The US & Iran: At War Since 1979

These flags include the following: The Iranian flag, the IRGC flag, the flag of IRGC’s Aerospace Force, the flag of the Lebanese Hezbollah, the Yemeni Houthi Ansarullah flag, the flag of the Iraqi Popular Mobilization Units (PMU), the Palestinian Hamas, the Afghan Liwa Fatemiyoun and the Pakistani Liwa Zainebiyoun

While most Americans lost interest in Iran after the hostage crisis was over once President Reagan was sworn into office on 20JAN1981, do note that there was zero coincidence here as Robert Parry points out in this article:

President Jimmy Carter was struggling to secure the release of 52 American hostages seized at the U.S. Embassy in Tehran on Nov. 4, 1979, and Republican operatives again were alleged to have gone behind the President’s back.

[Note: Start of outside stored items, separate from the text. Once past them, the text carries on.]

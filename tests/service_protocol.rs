use std::io::{BufReader, Write};
use std::net::{SocketAddr, TcpStream};
use std::os::fd::AsRawFd;
use std::thread;
use std::time::Duration;

use scriptport::runtime::Limits;
use scriptport::service::{CycleReport, Server, ServerConfig};
use serde_json::de::{IoRead, StreamDeserializer};
use serde_json::{Value as Json, json};

/// Raw socket speaking the line protocol, decoding replies as a JSON stream.
struct RawConnection {
    stream: TcpStream,
    replies: StreamDeserializer<'static, IoRead<BufReader<TcpStream>>, Json>,
}

impl RawConnection {
    fn open(addr: SocketAddr) -> Self {
        let stream = TcpStream::connect(addr).expect("connect");
        stream
            .set_read_timeout(Some(Duration::from_secs(5)))
            .expect("read timeout");
        let reader = BufReader::new(stream.try_clone().expect("clone"));
        let replies = serde_json::Deserializer::from_reader(reader).into_iter::<Json>();
        Self { stream, replies }
    }

    fn send(&mut self, line: &str) {
        self.stream.write_all(line.as_bytes()).expect("write");
        self.stream.flush().expect("flush");
    }

    fn reply(&mut self) -> Json {
        self.replies.next().expect("reply").expect("json reply")
    }
}

fn test_server(limits: Limits) -> Server {
    let config = ServerConfig::default()
        .with_port(0)
        .with_limits(limits)
        .with_idle_interval(Duration::from_millis(5));
    Server::bind(config).expect("bind")
}

/// Run cycles until `done` holds for a report, panicking if it never does.
fn cycle_until(server: &mut Server, done: impl Fn(&CycleReport) -> bool) -> CycleReport {
    for _ in 0..400 {
        let report = server.run_cycle().expect("cycle");
        if done(&report) {
            return report;
        }
        thread::sleep(Duration::from_millis(5));
    }
    panic!("server never reached the expected state");
}

fn accept(server: &mut Server) -> RawConnection {
    let connection = RawConnection::open(server.local_addr().expect("addr"));
    cycle_until(server, |report| report.accepted.is_some());
    connection
}

fn round_trip(server: &mut Server, connection: &mut RawConnection, line: &str) -> Json {
    connection.send(line);
    cycle_until(server, |report| report.served > 0);
    connection.reply()
}

#[test]
fn add_request_scenario() {
    let mut server = test_server(Limits::default());
    let mut connection = accept(&mut server);
    let reply = round_trip(&mut server, &mut connection, "5:42:return 1+1\n");
    assert_eq!(
        reply,
        json!({"timeout": false, "result": 2, "error": null, "reply_id": 42})
    );
}

#[test]
fn infinite_loop_scenario_times_out() {
    let mut server = test_server(Limits::default());
    let mut connection = accept(&mut server);
    let reply = round_trip(&mut server, &mut connection, "0:7:while true do end\n");
    assert_eq!(reply["timeout"], true);
    assert_eq!(reply["result"], Json::Null);
    assert_eq!(reply["reply_id"], 7);
}

#[test]
fn compile_error_leaves_connection_usable() {
    let mut server = test_server(Limits::default());
    let mut connection = accept(&mut server);

    let reply = round_trip(&mut server, &mut connection, "0:1:return )\n");
    assert_eq!(reply["timeout"], false);
    assert_eq!(reply["result"], Json::Null);
    assert!(reply["error"].is_string());
    assert_eq!(reply["reply_id"], 1);

    let reply = round_trip(&mut server, &mut connection, "10:2:return 5\n");
    assert_eq!(reply["result"], 5);
    assert_eq!(reply["reply_id"], 2);
    assert_eq!(server.connection_count(), 1);
}

#[test]
fn malformed_lines_get_protocol_errors() {
    let mut server = test_server(Limits::default());
    let mut connection = accept(&mut server);

    let reply = round_trip(&mut server, &mut connection, "hello there\n");
    assert_eq!(reply["reply_id"], Json::Null);
    assert_eq!(reply["timeout"], false);
    assert!(
        reply["error"]
            .as_str()
            .is_some_and(|e| e.starts_with("protocol error:"))
    );

    let reply = round_trip(&mut server, &mut connection, "abc:9:return 1\n");
    assert_eq!(reply["reply_id"], 9);
    assert!(reply["error"].as_str().is_some_and(|e| e.contains("length")));

    let reply = round_trip(&mut server, &mut connection, "3:10:return 'ok'\r\n");
    assert_eq!(reply["result"], "ok");
}

#[test]
fn results_render_through_the_wire() {
    let mut server = test_server(Limits::default());
    let mut connection = accept(&mut server);

    let reply = round_trip(
        &mut server,
        &mut connection,
        "0:1:local t = {} t.me = t return t\n",
    );
    assert_eq!(reply["result"], json!({"me": "<recursion>"}));

    let reply = round_trip(&mut server, &mut connection, "0:2:return {{{{{{}}}}}}\n");
    assert_eq!(reply["result"], json!([[[["<too deep>"]]]]));

    let reply = round_trip(&mut server, &mut connection, "0:3:return {[1]=1,[2]=2,[3]=3,[5]=5}\n");
    assert!(reply["result"].is_object());

    let reply = round_trip(&mut server, &mut connection, "0:4:return {'a', 'b:c'}\n");
    assert_eq!(reply["result"], json!(["a", "b:c"]));
}

#[test]
fn new_connection_is_not_read_in_its_accept_cycle() {
    let mut server = test_server(Limits::default());
    let mut connection = RawConnection::open(server.local_addr().expect("addr"));
    connection.send("0:5:return 5\n");
    thread::sleep(Duration::from_millis(20));

    let first = cycle_until(&mut server, |report| report.accepted.is_some());
    assert_eq!(first.served, 0);

    cycle_until(&mut server, |report| report.served > 0);
    assert_eq!(connection.reply()["result"], 5);
}

#[test]
fn clients_are_served_independently() {
    let mut server = test_server(Limits::default().with_compute_budget(200));
    let mut slow = accept(&mut server);
    let mut fast = accept(&mut server);
    assert_eq!(server.connection_count(), 2);

    slow.send("0:1:while true do end\n");
    fast.send("0:2:return 'quick'\n");
    let mut served = 0;
    while served < 2 {
        served += cycle_until(&mut server, |report| report.served > 0).served;
    }

    assert_eq!(slow.reply()["timeout"], true);
    let reply = fast.reply();
    assert_eq!(reply["result"], "quick");
    assert_eq!(reply["reply_id"], 2);
}

#[test]
fn hangup_removes_connection_once() {
    let mut server = test_server(Limits::default());
    let connection = accept(&mut server);
    let mut survivor = accept(&mut server);
    assert_eq!(server.connection_count(), 2);

    drop(connection);
    for _ in 0..400 {
        server.run_cycle().expect("cycle");
        if server.connection_count() == 1 {
            break;
        }
        thread::sleep(Duration::from_millis(5));
    }
    assert_eq!(server.connection_count(), 1);

    for _ in 0..5 {
        let report = server.run_cycle().expect("cycle");
        assert_eq!(report.retired, 0);
        assert_eq!(server.connection_count(), 1);
    }

    let reply = round_trip(&mut server, &mut survivor, "0:3:return 3\n");
    assert_eq!(reply["result"], 3);
}

/// Make dropping `stream` reset the connection instead of closing it.
fn reset_on_close(stream: &TcpStream) {
    let linger = libc::linger {
        l_onoff: 1,
        l_linger: 0,
    };
    // SAFETY: `linger` outlives the call and its size is passed alongside.
    let rc = unsafe {
        libc::setsockopt(
            stream.as_raw_fd(),
            libc::SOL_SOCKET,
            libc::SO_LINGER,
            (&linger as *const libc::linger).cast(),
            std::mem::size_of::<libc::linger>() as libc::socklen_t,
        )
    };
    assert_eq!(rc, 0, "setsockopt(SO_LINGER)");
}

#[test]
fn reset_connection_is_dropped_while_polling() {
    let mut server = test_server(Limits::default());
    let connection = accept(&mut server);
    let mut survivor = accept(&mut server);
    assert_eq!(server.connection_count(), 2);

    reset_on_close(&connection.stream);
    drop(connection);
    for _ in 0..400 {
        let report = server.run_cycle().expect("cycle");
        // closed by the poll, never read or retired
        assert_eq!(report.retired, 0);
        assert_eq!(report.served, 0);
        if server.connection_count() == 1 {
            break;
        }
        thread::sleep(Duration::from_millis(5));
    }
    assert_eq!(server.connection_count(), 1);

    for _ in 0..5 {
        assert_eq!(server.run_cycle().expect("cycle"), Default::default());
        assert_eq!(server.connection_count(), 1);
    }

    let reply = round_trip(&mut server, &mut survivor, "0:4:return 4\n");
    assert_eq!(reply["result"], 4);
}

#[test]
fn shutdown_closes_connections() {
    let mut server = test_server(Limits::default());
    let mut connection = accept(&mut server);
    server.shutdown();
    assert_eq!(server.connection_count(), 0);
    assert!(connection.replies.next().is_none());
}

The hostages were kept in Iran until Reagan was sworn in on Jan. 20, 1981. Over the years, about two dozen sources including Iranian officials, Israeli insiders, European intelligence operatives, Republican activists and even Palestinian leader Yasser Arafat have provided information about alleged contacts with Iran by the Reagan campaign.

This October Surprise controversy finally drew some official attention in 1991-92 around the question of whether Ronald Reagan’s secret arms sales to Iran in 1985-86 the Iran-Contra Affair had originated several years earlier via his campaign’s contacts with Iran during Carter’s hostage crisis in 1980.

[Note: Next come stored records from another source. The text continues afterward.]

use scriptport::interpreter::builtins::NoBindings;
use scriptport::interpreter::{HostBindings, Registry, Value};
use scriptport::runtime::executor::SERIALIZE_TIMEOUT_MESSAGE;
use scriptport::runtime::{ExecutionResult, Limits, execute, render_response};
use serde_json::{Value as Json, json};

fn reply(code: &str) -> Json {
    reply_with(code, &Limits::default())
}

fn reply_with(code: &str, limits: &Limits) -> Json {
    let result = execute(code, Some(1), limits, &NoBindings);
    let text = render_response(&result, limits);
    assert!(text.ends_with('\n'), "response must be newline terminated");
    serde_json::from_str(&text).expect("response is valid JSON")
}

fn result_of(code: &str) -> Json {
    let reply = reply(code);
    assert_eq!(reply["error"], Json::Null, "unexpected error for {code:?}: {reply}");
    assert_eq!(reply["timeout"], false);
    reply["result"].clone()
}

#[test]
fn arithmetic_and_strings() {
    assert_eq!(result_of("return 1 + 2 * 3"), json!(7));
    assert_eq!(result_of("return 7 / 2"), json!(3.5));
    assert_eq!(result_of("return 2 ^ 10"), json!(1024));
    assert_eq!(result_of("return -7 % 3"), json!(2));
    assert_eq!(result_of("return '10' + 5"), json!(15));
    assert_eq!(result_of("return 'a' .. 1 .. 'b'"), json!("a1b"));
    assert_eq!(result_of("return #'hello'"), json!(5));
    assert_eq!(result_of("return ('abc'):upper()"), json!("ABC"));
}

#[test]
fn control_flow() {
    let code = r#"
        local total = 0
        for i = 1, 10 do
            if i % 2 == 0 then
                total = total + i
            elseif i == 5 then
                break
            end
        end
        return total
    "#;
    assert_eq!(result_of(code), json!(6));

    let code = r#"
        local n, steps = 6, 0
        repeat
            n = n - 1
            steps = steps + 1
        until n == 0
        while steps < 10 do steps = steps + 2 end
        return steps
    "#;
    assert_eq!(result_of(code), json!(10));
}

#[test]
fn closures_capture_locals_by_reference() {
    let code = r#"
        local function counter()
            local n = 0
            return function() n = n + 1 return n end
        end
        local c = counter()
        c()
        c()
        return c()
    "#;
    assert_eq!(result_of(code), json!(3));
}

#[test]
fn tables_methods_and_iteration() {
    let code = r#"
        local account = {balance = 10}
        function account:deposit(amount)
            self.balance = self.balance + amount
            return self
        end
        account:deposit(5):deposit(1)
        local keys = {}
        for k, v in pairs({x = 1, y = 2}) do
            table.insert(keys, k .. '=' .. v)
        end
        return {account.balance, table.concat(keys, ',')}
    "#;
    assert_eq!(result_of(code), json!([16, "x=1,y=2"]));
}

#[test]
fn multiple_returns_expand_in_last_position() {
    let code = r#"
        local function three() return 1, 2, 3 end
        return {three(), three()}
    "#;
    assert_eq!(result_of(code), json!([1, 1, 2, 3]));
    assert_eq!(result_of("return select('#', 1, nil, 3)"), json!(3));
}

#[test]
fn unbounded_recursion_hits_call_depth_limit() {
    let reply = reply("local function f() return f() end return f()");
    assert_eq!(reply["timeout"], false);
    assert!(reply["error"].as_str().is_some_and(|e| e.contains("stack overflow")), "{reply}");
}

#[test]
fn only_first_return_value_is_reported() {
    assert_eq!(result_of("return 'first', 'second'"), json!("first"));
    assert_eq!(result_of("local x = 1"), Json::Null);
}

#[test]
fn pcall_catches_script_errors() {
    let code = r#"
        local ok, message = pcall(error, 'nope')
        return {ok, message}
    "#;
    let result = result_of(code);
    assert_eq!(result[0], json!(false));
    assert!(result[1].as_str().is_some_and(|m| m.ends_with("nope")));
}

#[test]
fn pcall_does_not_swallow_budget_exhaustion() {
    let reply = reply("pcall(function() while true do end end) return 1");
    assert_eq!(reply["timeout"], true);
    assert_eq!(reply["result"], Json::Null);
}

#[test]
fn runtime_errors_are_reported() {
    let reply = reply("local t = nil\nreturn t.x");
    assert_eq!(reply["timeout"], false);
    assert_eq!(reply["result"], Json::Null);
    let error = reply["error"].as_str().expect("error text");
    assert!(error.starts_with("line 2:"), "{error}");

    let reply = reply_with("error('custom failure')", &Limits::default());
    assert!(reply["error"].as_str().is_some_and(|e| e.contains("custom failure")));
}

#[test]
fn syntax_errors_cost_no_steps() {
    let limits = Limits::default().with_compute_budget(1);
    let reply = reply_with("return )", &limits);
    assert_eq!(reply["timeout"], false);
    assert!(reply["error"].as_str().is_some_and(|e| e.starts_with("syntax error")));
}

#[test]
fn compute_budget_bounds_every_loop() {
    for code in [
        "while true do end",
        "repeat until false",
        "for i = 1, 1e9 do end",
        "local t = {} for i = 1, 1e9 do t[i] = i end",
    ] {
        let reply = reply(code);
        assert_eq!(reply["timeout"], true, "{code}");
        assert_eq!(reply["error"], Json::Null, "{code}");
        assert_eq!(reply["reply_id"], 1);
    }
}

#[test]
fn string_growth_is_refused_before_it_exhausts_memory() {
    for code in [
        "local s = 'x' for i = 1, 40 do s = s .. s end return #s",
        "return #string.rep('', 1e12)",
        "return #string.rep('ab', 1e12)",
    ] {
        let reply = reply(code);
        assert_eq!(reply["timeout"], false, "{code}");
        if code.contains("''") {
            assert_eq!(reply["result"], json!(0), "{code}");
        } else {
            assert!(
                reply["error"].as_str().is_some_and(|e| e.contains("too large")),
                "{code}: {reply}"
            );
        }
    }
}

#[test]
fn budget_is_per_request() {
    let limits = Limits::default().with_compute_budget(100);
    let busy = "local n = 0 for i = 1, 5 do n = n + i end return n";
    for _ in 0..3 {
        assert_eq!(reply_with(busy, &limits)["result"], json!(15));
    }
}

#[test]
fn globals_do_not_leak_between_requests() {
    assert_eq!(result_of("counter = 41 return counter + 1"), json!(42));
    assert_eq!(result_of("return counter"), Json::Null);
}

#[test]
fn self_reference_renders_recursion_marker() {
    let result = result_of("local t = {name = 'loop'} t.self = t return t");
    assert_eq!(result, json!({"name": "loop", "self": "<recursion>"}));
}

#[test]
fn shared_subtables_are_not_cycles() {
    let result = result_of("local leaf = {1} return {a = leaf, b = leaf}");
    assert_eq!(result, json!({"a": [1], "b": [1]}));
}

#[test]
fn nesting_past_depth_cap_renders_too_deep() {
    assert_eq!(result_of("return {{{{1}}}}"), json!([[[[1]]]]));
    assert_eq!(result_of("return {{{{{1}}}}}"), json!([[[["<too deep>"]]]]));

    let shallow = Limits::default().with_depth_cap(1);
    let reply = reply_with("return {a = {b = 1}}", &shallow);
    assert_eq!(reply["result"], json!({"a": "<too deep>"}));
}

#[test]
fn sparse_tables_follow_density_rule() {
    assert_eq!(result_of("return {[1]=1, [2]=2, [3]=3}"), json!([1, 2, 3]));
    assert_eq!(
        result_of("return {[1]=1, [2]=2, [3]=3, [5]=5}"),
        json!({"1": 1, "2": 2, "3": 3, "5": 5})
    );

    let one_hole = "local t = {} for i = 1, 10 do t[i] = i end t[5] = nil return t";
    assert_eq!(
        result_of(one_hole),
        json!([1, 2, 3, 4, null, 6, 7, 8, 9, 10])
    );

    let two_holes = "local t = {} for i = 1, 10 do t[i] = i end t[4] = nil t[5] = nil return t";
    let result = result_of(two_holes);
    assert!(result.is_object(), "{result}");
    assert_eq!(result.as_object().map(|o| o.len()), Some(8));
}

#[test]
fn mixed_keys_render_as_objects_in_insertion_order() {
    let reply = execute("return {z = 1, 10, a = 2}", Some(1), &Limits::default(), &NoBindings);
    let text = render_response(&reply, &Limits::default());
    let z = text.find("\"z\"").expect("z key");
    let one = text.find("\"1\"").expect("1 key");
    let a = text.find("\"a\"").expect("a key");
    assert!(z < one && one < a, "{text}");
}

#[test]
fn non_json_scalars_render_as_strings() {
    assert_eq!(result_of("return math.huge"), json!("inf"));
    assert_eq!(result_of("return {}"), json!([]));
    let closure = result_of("return function() end");
    assert!(closure.as_str().is_some_and(|f| f.starts_with("function: ")));
    assert_eq!(result_of("return print"), json!("builtin: print"));
}

#[test]
fn serialize_budget_is_separate_from_compute_budget() {
    let limits = Limits::default().with_serialize_budget(30);
    let reply = reply_with("local t = {} for i = 1, 50 do t[i] = i end return t", &limits);
    assert_eq!(reply["timeout"], true);
    assert_eq!(reply["result"], Json::Null);
    assert_eq!(reply["error"], SERIALIZE_TIMEOUT_MESSAGE);
    assert_eq!(reply["reply_id"], 1);
}

#[test]
fn error_envelope_without_request_id() {
    let result = ExecutionResult::failed(None, "protocol error: empty request");
    let parsed: Json =
        serde_json::from_str(&render_response(&result, &Limits::default())).expect("json");
    assert_eq!(parsed["reply_id"], Json::Null);
    assert_eq!(parsed["error"], "protocol error: empty request");
}

struct Greeter;

impl HostBindings for Greeter {
    fn install(&self, registry: &mut Registry<'_>) {
        registry.value("host.greeting", "hello");
        registry.function("host.shout", |_, args| {
            let text = args.first().map(Value::to_string).unwrap_or_default();
            Ok(vec![Value::from(text.to_uppercase())])
        });
    }
}

#[test]
fn host_bindings_are_installed_as_namespaces() {
    let result = execute(
        "return host.shout(host.greeting .. ' world')",
        Some(3),
        &Limits::default(),
        &Greeter,
    );
    assert_eq!(result.value, Value::from("HELLO WORLD"));
    assert_eq!(result.request_id, Some(3));
}

#[test]
fn capability_surface_excludes_host_access() {
    for name in ["io", "os", "require", "load", "dofile", "debug"] {
        assert_eq!(result_of(&format!("return type({name})")), json!("nil"), "{name}");
    }
}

As this clip indicates, Iran came back into the US news cycle in the mid-1980s with the Iran-Contra Affair. However, dealing with the enemy was justified to hide the money trail but make no mistake, the US and Iran were still at war. The US really wants the heady days of the 1970s when its puppet, the Shah of Iran, allowed the US a place in the Middle East to “spread democracy” (sarcasm)

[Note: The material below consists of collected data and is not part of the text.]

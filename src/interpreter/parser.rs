use std::rc::Rc;

use super::ast::{
    BinOp, Block, Chunk, Expr, Field, FuncBody, Name, Stmt, StmtKind, UNARY_PRIORITY, UnOp,
};
use super::lexer::{Keyword, Spanned, Token, tokenize};
use super::{Result, ScriptError};

/// Maximum syntactic nesting (blocks and sub-expressions) accepted.
pub const MAX_NESTING: usize = 100;

/// Parse script source text into a [`Chunk`].
pub fn parse_chunk(source: &str) -> Result<Chunk> {
    let tokens = tokenize(source)?;
    let mut parser = Parser {
        tokens,
        index: 0,
        depth: 0,
    };
    let block = parser.parse_block()?;
    if parser.current() != &Token::Eof {
        return Err(parser.unexpected("end of input"));
    }
    Ok(Chunk { block })
}

struct Parser {
    tokens: Vec<Spanned>,
    index: usize,
    depth: usize,
}
//! Loopback TCP service that evaluates scripts for remote clients.
//!
//! [`Server`] owns the listener, the connection [`Multiplexer`], the
//! configuration and the host bindings. Each cycle it accepts at most one
//! connection, polls the others, and answers every readable client in turn:
//! parse, execute under the compute budget, render under the serialization
//! budget, write. The [`supervisor`] keeps cycling until shutdown is
//! requested.

use std::io;
use std::net::{IpAddr, Ipv4Addr, SocketAddr, TcpListener};
use std::sync::atomic::{AtomicBool, Ordering};
use std::sync::Arc;
use std::thread;
use std::time::Duration;

use serde::{Deserialize, Serialize};
use thiserror::Error;
use tracing::{debug, info, warn};

use crate::interpreter::HostBindings;
use crate::interpreter::builtins::NoBindings;
use crate::runtime::{ConfigError, Limits, execute};

pub mod client;
pub mod multiplexer;
pub mod protocol;
pub mod supervisor;

pub use client::{Client, ClientError, Reply};
pub use multiplexer::{ConnectionId, Multiplexer, RecvOutcome};
pub use protocol::{ProtocolError, Request};
pub use supervisor::{Supervised, Supervisor};

/// Default size of the single read that carries one request.
pub const DEFAULT_MAX_REQUEST_BYTES: usize = 64 * 1024;

/// Default pause between cycles, in milliseconds.
pub const DEFAULT_IDLE_INTERVAL_MS: u64 = 50;

/// Errors surfaced by the server loop.
#[derive(Debug, Error)]
pub enum ServiceError {
    /// Socket-level failure outside any single connection.
    #[error("io error: {0}")]
    Io(#[from] io::Error),

    /// The configuration was rejected.
    #[error("invalid configuration: {0}")]
    Config(#[from] ConfigError),

    /// The server was used after [`Server::shutdown`].
    #[error("server has been shut down")]
    ShutDown,
}

/// Server configuration
#[derive(Debug, Clone, PartialEq, Serialize, Deserialize)]
#[serde(default)]
pub struct ServerConfig {
    /// Address to bind (loopback by default)
    pub host: IpAddr,

    /// TCP port (default 9998; 0 picks a free port)
    pub port: u16,

    /// Per-request execution limits
    pub limits: Limits,

    /// Pause between cycles in milliseconds
    pub idle_interval_ms: u64,

    /// Maximum bytes read for one request
    pub max_request_bytes: usize,
}

impl Default for ServerConfig {
    fn default() -> Self {
        Self {
            host: IpAddr::V4(Ipv4Addr::LOCALHOST),
            port: crate::DEFAULT_PORT,
            limits: Limits::default(),
            idle_interval_ms: DEFAULT_IDLE_INTERVAL_MS,
            max_request_bytes: DEFAULT_MAX_REQUEST_BYTES,
        }
    }
}

impl ServerConfig {
    /// Set the port.
    pub fn with_port(mut self, port: u16) -> Self {
        self.port = port;
        self
    }

    /// Set the execution limits.
    pub fn with_limits(mut self, limits: Limits) -> Self {
        self.limits = limits;
        self
    }

    /// Set the idle pause between cycles.
    pub fn with_idle_interval(mut self, interval: Duration) -> Self {
        self.idle_interval_ms = interval.as_millis().try_into().unwrap_or(u64::MAX);
        self
    }

    /// Set the maximum request size.
    pub fn with_max_request_bytes(mut self, bytes: usize) -> Self {
        self.max_request_bytes = bytes;
        self
    }

    /// Idle pause as a [`Duration`].
    pub fn idle_interval(&self) -> Duration {
        Duration::from_millis(self.idle_interval_ms)
    }

    /// Check the configuration before binding.
    pub fn validate(&self) -> Result<(), ConfigError> {
        self.limits.validate()?;
        if self.max_request_bytes == 0 {
            return Err(ConfigError::Zero("max_request_bytes"));
        }
        if !self.host.is_loopback() {
            warn!(host = %self.host, "binding a non-loopback address; the channel is unauthenticated");
        }
        Ok(())
    }
}

/// External shutdown predicate, checked once per cycle.
pub trait ShutdownSignal {
    /// Whether the server should stop.
    fn is_shutdown(&self) -> bool;
}

impl ShutdownSignal for AtomicBool {
    fn is_shutdown(&self) -> bool {
        self.load(Ordering::SeqCst)
    }
}

impl<T: ShutdownSignal + ?Sized> ShutdownSignal for Arc<T> {
    fn is_shutdown(&self) -> bool {
        (**self).is_shutdown()
    }
}

impl<T: ShutdownSignal + ?Sized> ShutdownSignal for &T {
    fn is_shutdown(&self) -> bool {
        (**self).is_shutdown()
    }
}

/// Adapts a closure into a [`ShutdownSignal`].
pub struct ShutdownFn<F>(pub F);

impl<F: Fn() -> bool> ShutdownSignal for ShutdownFn<F> {
    fn is_shutdown(&self) -> bool {
        (self.0)()
    }
}

/// What one cycle did.
#[derive(Debug, Clone, Default, PartialEq, Eq)]
pub struct CycleReport {
    /// Connection accepted this cycle, if any.
    pub accepted: Option<ConnectionId>,
    /// Requests answered this cycle.
    pub served: usize,
    /// Connections retired after EOF or a failed read or write.
    pub retired: usize,
}

/// Listener, connection set, configuration and host bindings.
pub struct Server {
    config: ServerConfig,
    multiplexer: Option<Multiplexer>,
    bindings: Arc<dyn HostBindings + Send + Sync>,
    requests_served: u64,
}

impl Server {
    /// Validate `config` and bind the listening socket.
    pub fn bind(config: ServerConfig) -> Result<Self, ServiceError> {
        config.validate()?;
        let listener = TcpListener::bind(SocketAddr::new(config.host, config.port))?;
        let multiplexer = Multiplexer::new(listener)?;
        info!(addr = %multiplexer.local_addr()?, "listening");
        Ok(Self {
            config,
            multiplexer: Some(multiplexer),
            bindings: Arc::new(NoBindings),
            requests_served: 0,
        })
    }

    /// Install host bindings into every request's interpreter.
    pub fn with_bindings(mut self, bindings: impl HostBindings + Send + Sync + 'static) -> Self {
        self.bindings = Arc::new(bindings);
        self
    }

    /// Bound address.
    pub fn local_addr(&self) -> Result<SocketAddr, ServiceError> {
        Ok(self.multiplexer()?.local_addr()?)
    }

    /// Active configuration.
    pub fn config(&self) -> &ServerConfig {
        &self.config
    }

    /// Open connections.
    pub fn connection_count(&self) -> usize {
        self.multiplexer.as_ref().map_or(0, Multiplexer::len)
    }

    /// Requests answered since binding.
    pub fn requests_served(&self) -> u64 {
        self.requests_served
    }

    fn multiplexer(&self) -> Result<&Multiplexer, ServiceError> {
        self.multiplexer.as_ref().ok_or(ServiceError::ShutDown)
    }

    /// Run one accept/poll/serve pass without sleeping.
    pub fn run_cycle(&mut self) -> Result<CycleReport, ServiceError> {
        let max_request_bytes = self.config.max_request_bytes;
        let mut report = CycleReport::default();

        let mux = self.multiplexer.as_mut().ok_or(ServiceError::ShutDown)?;
        report.accepted = mux.accept_if_ready()?;
        let mut readable = mux.poll_readable()?;
        readable.retain(|id| Some(*id) != report.accepted);

        for id in readable {
            let mux = self.multiplexer.as_mut().ok_or(ServiceError::ShutDown)?;
            let line = match mux.recv(id, max_request_bytes) {
                RecvOutcome::Data(bytes) => bytes,
                RecvOutcome::WouldBlock => continue,
                RecvOutcome::Closed => {
                    if mux.retire(id) {
                        report.retired += 1;
                    }
                    continue;
                }
            };
            let response = self.handle_line(&line);
            let mux = self.multiplexer.as_mut().ok_or(ServiceError::ShutDown)?;
            if mux.send(id, response.as_bytes()).is_err() {
                mux.retire(id);
                report.retired += 1;
                continue;
            }
            self.requests_served += 1;
            report.served += 1;
        }
        Ok(report)
    }

    /// Answer one received request line.
    pub fn handle_line(&self, bytes: &[u8]) -> String {
        let limits = &self.config.limits;
        let result = match protocol::parse_request(bytes) {
            Ok(request) => {
                debug!(
                    request_id = request.request_id,
                    declared_length = request.declared_length,
                    "evaluating request"
                );
                execute(&request.code, Some(request.request_id), limits, self.bindings.as_ref())
            }
            Err(error) => {
                let request_id = protocol::salvage_request_id(bytes);
                warn!(?request_id, %error, "malformed request");
                protocol::protocol_error_result(&error, request_id)
            }
        };
        protocol::format_response(&result, limits)
    }

    /// Cycle until `shutdown` reports true, sleeping between cycles.
    pub fn serve(&mut self, shutdown: &dyn ShutdownSignal) -> Result<(), ServiceError> {
        let idle = self.config.idle_interval();
        loop {
            self.run_cycle()?;
            if shutdown.is_shutdown() {
                return Ok(());
            }
            thread::sleep(idle);
        }
    }

    /// Close every connection and the listener.
    pub fn shutdown(&mut self) {
        if let Some(mut mux) = self.multiplexer.take() {
            mux.close_all();
            let stats = mux.stats();
            info!(
                accepted = stats.accepted,
                closed = stats.closed,
                served = self.requests_served,
                "server stopped"
            );
        }
    }
}

impl Supervised for Server {
    fn serve(&mut self, shutdown: &dyn ShutdownSignal) -> Result<(), ServiceError> {
        Server::serve(self, shutdown)
    }

    fn shutdown(&mut self) {
        Server::shutdown(self)
    }
}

While this war has had its seasons, the events of the past week launches the US Empire into a brand new season of war, not just with Iran, but with all their allies in the region, as the extra kick the US gave Iran by a “combo” murdering of Iran’s top general who was on a peace mission between Saudi Arabia and Iraq brokered by Iraq AND Iraq’s general has resulted in the last straw in the Iraq-US “relationship”. If Iraq had a Facebook page it would read:

While Iraq will chart its own course now in off-loading their invader, partial re-builder and since 2014 their “protector” from ISIS, Iran can now count on many more allies in their new and refreshed mission to USXITME (US Exit Middle East).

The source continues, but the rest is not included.